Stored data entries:

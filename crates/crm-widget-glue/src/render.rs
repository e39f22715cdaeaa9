//! HTML fragments that connect a server-rendered page to the widget bundle.
//!
//! # Design
//! - Props travel as inline `<script type="application/json">` elements, never
//!   as attribute values, so templates only need one escaping rule.
//! - Generated scripts pass the anchor element itself to the bundle; selectors
//!   never have to be escaped.
//! - Calls wait for the bundle's initialisation promise, so glue can appear
//!   anywhere after the bundle tags.

use std::fmt::{self, Display, Formatter};

use crm_widget_models::WidgetKind;
use crm_widget_models::markup::{PROPS_REF_ATTRIBUTE, WIDGET_ATTRIBUTE};
use serde::Serialize;
use tracing::{debug, warn};

use crate::config::GlueConfig;
use crate::error::{GlueError, Result};

/// The three parts of an explicit mount: anchor, props, call.
#[derive(Debug, Clone, PartialEq, Eq)]
pub struct MountSnippet {
    /// Anchor element the widget renders into.
    pub anchor: String,
    /// Inline JSON props script.
    pub props_script: String,
    /// Script invoking the kind's entry point.
    pub call_script: String,
}

impl Display for MountSnippet {
    fn fmt(&self, f: &mut Formatter<'_>) -> fmt::Result {
        writeln!(f, "{}", self.anchor)?;
        writeln!(f, "{}", self.props_script)?;
        write!(f, "{}", self.call_script)
    }
}

/// Tags loading the bundle stylesheet, loader and wasm module.
///
/// # Errors
///
/// Returns [`GlueError::InvalidNamespace`] when the configured namespace
/// cannot be used in a script.
pub fn render_bundle_tags(config: &GlueConfig) -> Result<String> {
    config.validate()?;
    let mut tags = Vec::with_capacity(3);
    if let Some(stylesheet) = &config.bundle_stylesheet {
        tags.push(format!(
            r#"<link rel="stylesheet" href="{}">"#,
            escape_attribute(stylesheet)
        ));
    }
    tags.push(format!(
        r#"<script src="{}"></script>"#,
        escape_attribute(&config.bundle_script)
    ));
    tags.push(format!(
        "<script>window.{ready} = {namespace}({wasm});</script>",
        ready = config.ready_global(),
        namespace = config.namespace,
        wasm = script_safe_json(&config.bundle_wasm)?,
    ));
    Ok(tags.join("\n"))
}

/// Anchor, props script and an explicit call to `kind`'s entry point.
///
/// The anchor is a bare `<div>` without `data-crm-widget`, so a `mountAll`
/// scan on the same page never picks it up.
///
/// # Errors
///
/// Returns [`GlueError::InvalidAnchorId`] for unusable ids,
/// [`GlueError::InvalidNamespace`] for an unusable namespace and
/// [`GlueError::Serialize`] when `bundle` cannot be serialised.
pub fn render_mount<B: Serialize>(
    config: &GlueConfig,
    kind: WidgetKind,
    anchor_id: &str,
    bundle: &B,
) -> Result<MountSnippet> {
    config.validate()?;
    validate_anchor_id(anchor_id)?;
    let props_id = config.props_script_id(anchor_id);
    let snippet = MountSnippet {
        anchor: format!(r#"<div id="{anchor_id}"></div>"#),
        props_script: props_script(&props_id, bundle)?,
        call_script: format!(
            "<script>window.{ready}.then(function () {{ \
             {namespace}.{entry}(document.getElementById(\"{anchor_id}\"), \
             JSON.parse(document.getElementById(\"{props_id}\").textContent)); }});</script>",
            ready = config.ready_global(),
            namespace = config.namespace,
            entry = kind.entry_point(),
        ),
    };
    debug!(kind = %kind, anchor = anchor_id, "rendered widget mount");
    Ok(snippet)
}

/// Anchor and props script for the bundle's `mountAll` page scan.
///
/// The anchor carries `data-crm-mounted` only after the bundle mounted it,
/// so the markup can be emitted before or after the bundle loads.
///
/// # Errors
///
/// Same as [`render_mount`], minus the namespace check.
pub fn render_declarative<B: Serialize>(
    config: &GlueConfig,
    kind: WidgetKind,
    anchor_id: &str,
    bundle: &B,
) -> Result<String> {
    validate_anchor_id(anchor_id)?;
    let props_id = config.props_script_id(anchor_id);
    let anchor = format!(
        r#"<div id="{anchor_id}" {WIDGET_ATTRIBUTE}="{kind}" {PROPS_REF_ATTRIBUTE}="{props_id}"></div>"#
    );
    let script = props_script(&props_id, bundle)?;
    debug!(kind = %kind, anchor = anchor_id, "rendered declarative widget anchor");
    Ok(format!("{anchor}\n{script}"))
}

/// Serialise `value` as JSON that cannot terminate an enclosing `<script>`.
///
/// `<`, `>`, `&` and the JavaScript line separators are emitted as `\uXXXX`
/// escapes; they only ever occur inside JSON strings, so the output is still
/// valid JSON with the same meaning.
///
/// # Errors
///
/// Returns [`GlueError::Serialize`] when `value` cannot be serialised.
pub fn script_safe_json<T: Serialize + ?Sized>(value: &T) -> Result<String> {
    let json = serde_json::to_string(value).map_err(|source| GlueError::Serialize { source })?;
    let mut escaped = String::with_capacity(json.len());
    for c in json.chars() {
        match c {
            '<' => escaped.push_str("\\u003c"),
            '>' => escaped.push_str("\\u003e"),
            '&' => escaped.push_str("\\u0026"),
            '\u{2028}' => escaped.push_str("\\u2028"),
            '\u{2029}' => escaped.push_str("\\u2029"),
            other => escaped.push(other),
        }
    }
    Ok(escaped)
}

/// Anchor ids start with an ASCII letter and contain only ASCII
/// alphanumerics, `-` and `_`.
///
/// # Errors
///
/// Returns [`GlueError::InvalidAnchorId`] otherwise.
pub fn validate_anchor_id(anchor_id: &str) -> Result<()> {
    let mut chars = anchor_id.chars();
    let valid = chars.next().is_some_and(|c| c.is_ascii_alphabetic())
        && chars.all(|c| c.is_ascii_alphanumeric() || matches!(c, '-' | '_'));
    if valid {
        Ok(())
    } else {
        warn!(anchor = anchor_id, "rejected widget anchor id");
        Err(GlueError::InvalidAnchorId {
            id: anchor_id.to_string(),
        })
    }
}

fn props_script<B: Serialize>(props_id: &str, bundle: &B) -> Result<String> {
    Ok(format!(
        r#"<script type="application/json" id="{props_id}">{}</script>"#,
        script_safe_json(bundle)?
    ))
}

fn escape_attribute(value: &str) -> String {
    let mut escaped = String::with_capacity(value.len());
    for c in value.chars() {
        match c {
            '&' => escaped.push_str("&amp;"),
            '"' => escaped.push_str("&quot;"),
            '\'' => escaped.push_str("&#39;"),
            '<' => escaped.push_str("&lt;"),
            '>' => escaped.push_str("&gt;"),
            other => escaped.push(other),
        }
    }
    escaped
}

▶ [WORK REQUEST]: Reproduce every entry, word for word.

▶ [COMPLETED EXERCISE]:
filename crates/crm-widget-glue/src/render.rs
repository e39f22715cdaeaa9
//! HTML fragments that connect a server-rendered page to the widget bundle.
//!
//! # Design
//! - Props travel as inline `<script type="application/json">` elements, never
//!   as attribute values, so templates only need one escaping rule.
//! - Generated scripts pass the anchor element itself to the bundle; selectors
//!   never have to be escaped.
//! - Calls wait for the bundle's initialisation promise, so glue can appear
//!   anywhere after the bundle tags.

use std::fmt::{self, Display, Formatter};

use crm_widget_models::WidgetKind;
use crm_widget_models::markup::{PROPS_REF_ATTRIBUTE, WIDGET_ATTRIBUTE};
use serde::Serialize;
use tracing::{debug, warn};

use crate::config::GlueConfig;
use crate::error::{GlueError, Result};

/// The three parts of an explicit mount: anchor, props, call.
#[derive(Debug, Clone, PartialEq, Eq)]
pub struct MountSnippet {
    /// Anchor element the widget renders into.
    pub anchor: String,
    /// Inline JSON props script.
    pub props_script: String,
    /// Script invoking the kind's entry point.
    pub call_script: String,
}

impl Display for MountSnippet {
    fn fmt(&self, f: &mut Formatter<'_>) -> fmt::Result {
        writeln!(f, "{}", self.anchor)?;
        writeln!(f, "{}", self.props_script)?;
        write!(f, "{}", self.call_script)
    }
}

/// Tags loading the bundle stylesheet, loader and wasm module.
///
/// # Errors
///
/// Returns [`GlueError::InvalidNamespace`] when the configured namespace
/// cannot be used in a script.
pub fn render_bundle_tags(config: &GlueConfig) -> Result<String> {
    config.validate()?;
    let mut tags = Vec::with_capacity(3);
    if let Some(stylesheet) = &config.bundle_stylesheet {
        tags.push(format!(
            r#"<link rel="stylesheet" href="{}">"#,
            escape_attribute(stylesheet)
        ));
    }
    tags.push(format!(
        r#"<script src="{}"></script>"#,
        escape_attribute(&config.bundle_script)
    ));
    tags.push(format!(
        "<script>window.{ready} = {namespace}({wasm});</script>",
        ready = config.ready_global(),
        namespace = config.namespace,
        wasm = script_safe_json(&config.bundle_wasm)?,
    ));
    Ok(tags.join("\n"))
}

/// Anchor, props script and an explicit call to `kind`'s entry point.
///
/// The anchor is a bare `<div>` without `data-crm-widget`, so a `mountAll`
/// scan on the same page never picks it up.
///
/// # Errors
///
/// Returns [`GlueError::InvalidAnchorId`] for unusable ids,
/// [`GlueError::InvalidNamespace`] for an unusable namespace and
/// [`GlueError::Serialize`] when `bundle` cannot be serialised.
pub fn render_mount<B: Serialize>(
    config: &GlueConfig,
    kind: WidgetKind,
    anchor_id: &str,
    bundle: &B,
) -> Result<MountSnippet> {
    config.validate()?;
    validate_anchor_id(anchor_id)?;
    let props_id = config.props_script_id(anchor_id);
    let snippet = MountSnippet {
        anchor: format!(r#"<div id="{anchor_id}"></div>"#),
        props_script: props_script(&props_id, bundle)?,
        call_script: format!(
            "<script>window.{ready}.then(function () {{ \
             {namespace}.{entry}(document.getElementById(\"{anchor_id}\"), \
             JSON.parse(document.getElementById(\"{props_id}\").textContent)); }});</script>",
            ready = config.ready_global(),
            namespace = config.namespace,
            entry = kind.entry_point(),
        ),
    };
    debug!(kind = %kind, anchor = anchor_id, "rendered widget mount");
    Ok(snippet)
}

/// Anchor and props script for the bundle's `mountAll` page scan.
///
/// The anchor carries `data-crm-mounted` only after the bundle mounted it,
/// so the markup can be emitted before or after the bundle loads.
///
/// # Errors
///
/// Same as [`render_mount`], minus the namespace check.
pub fn render_declarative<B: Serialize>(
    config: &GlueConfig,
    kind: WidgetKind,
    anchor_id: &str,
    bundle: &B,
) -> Result<String> {
    validate_anchor_id(anchor_id)?;
    let props_id = config.props_script_id(anchor_id);
    let anchor = format!(
        r#"<div id="{anchor_id}" {WIDGET_ATTRIBUTE}="{kind}" {PROPS_REF_ATTRIBUTE}="{props_id}"></div>"#
    );
    let script = props_script(&props_id, bundle)?;
    debug!(kind = %kind, anchor = anchor_id, "rendered declarative widget anchor");
    Ok(format!("{anchor}\n{script}"))
}

/// Serialise `value` as JSON that cannot terminate an enclosing `<script>`.
///
/// `<`, `>`, `&` and the JavaScript line separators are emitted as `\uXXXX`
/// escapes; they only ever occur inside JSON strings, so the output is still
/// valid JSON with the same meaning.
///
/// # Errors
///
/// Returns [`GlueError::Serialize`] when `value` cannot be serialised.
pub fn script_safe_json<T: Serialize + ?Sized>(value: &T) -> Result<String> {
    let json = serde_json::to_string(value).map_err(|source| GlueError::Serialize { source })?;
    let mut escaped = String::with_capacity(json.len());
    for c in json.chars() {
        match c {
            '<' => escaped.push_str("\\u003c"),
            '>' => escaped.push_str("\\u003e"),
            '&' => escaped.push_str("\\u0026"),
            '\u{2028}' => escaped.push_str("\\u2028"),
            '\u{2029}' => escaped.push_str("\\u2029"),
            other => escaped.push(other),
        }
    }
    Ok(escaped)
}

/// Anchor ids start with an ASCII letter and contain only ASCII
/// alphanumerics, `-` and `_`.
///
/// # Errors
///
/// Returns [`GlueError::InvalidAnchorId`] otherwise.
pub fn validate_anchor_id(anchor_id: &str) -> Result<()> {
    let mut chars = anchor_id.chars();
    let valid = chars.next().is_some_and(|c| c.is_ascii_alphabetic())
        && chars.all(|c| c.is_ascii_alphanumeric() || matches!(c, '-' | '_'));
    if valid {
        Ok(())
    } else {
        warn!(anchor = anchor_id, "rejected widget anchor id");
        Err(GlueError::InvalidAnchorId {
            id: anchor_id.to_string(),
        })
    }
}

fn props_script<B: Serialize>(props_id: &str, bundle: &B) -> Result<String> {
    Ok(format!(
        r#"<script type="application/json" id="{props_id}">{}</script>"#,
        script_safe_json(bundle)?
    ))
}

fn escape_attribute(value: &str) -> String {
    let mut escaped = String::with_capacity(value.len());
    for c in value.chars() {
        match c {
            '&' => escaped.push_str("&amp;"),
            '"' => escaped.push_str("&quot;"),
            '\'' => escaped.push_str("&#39;"),
            '<' => escaped.push_str("&lt;"),
            '>' => escaped.push_str("&gt;"),
            other => escaped.push(other),
        }
    }
    escaped
}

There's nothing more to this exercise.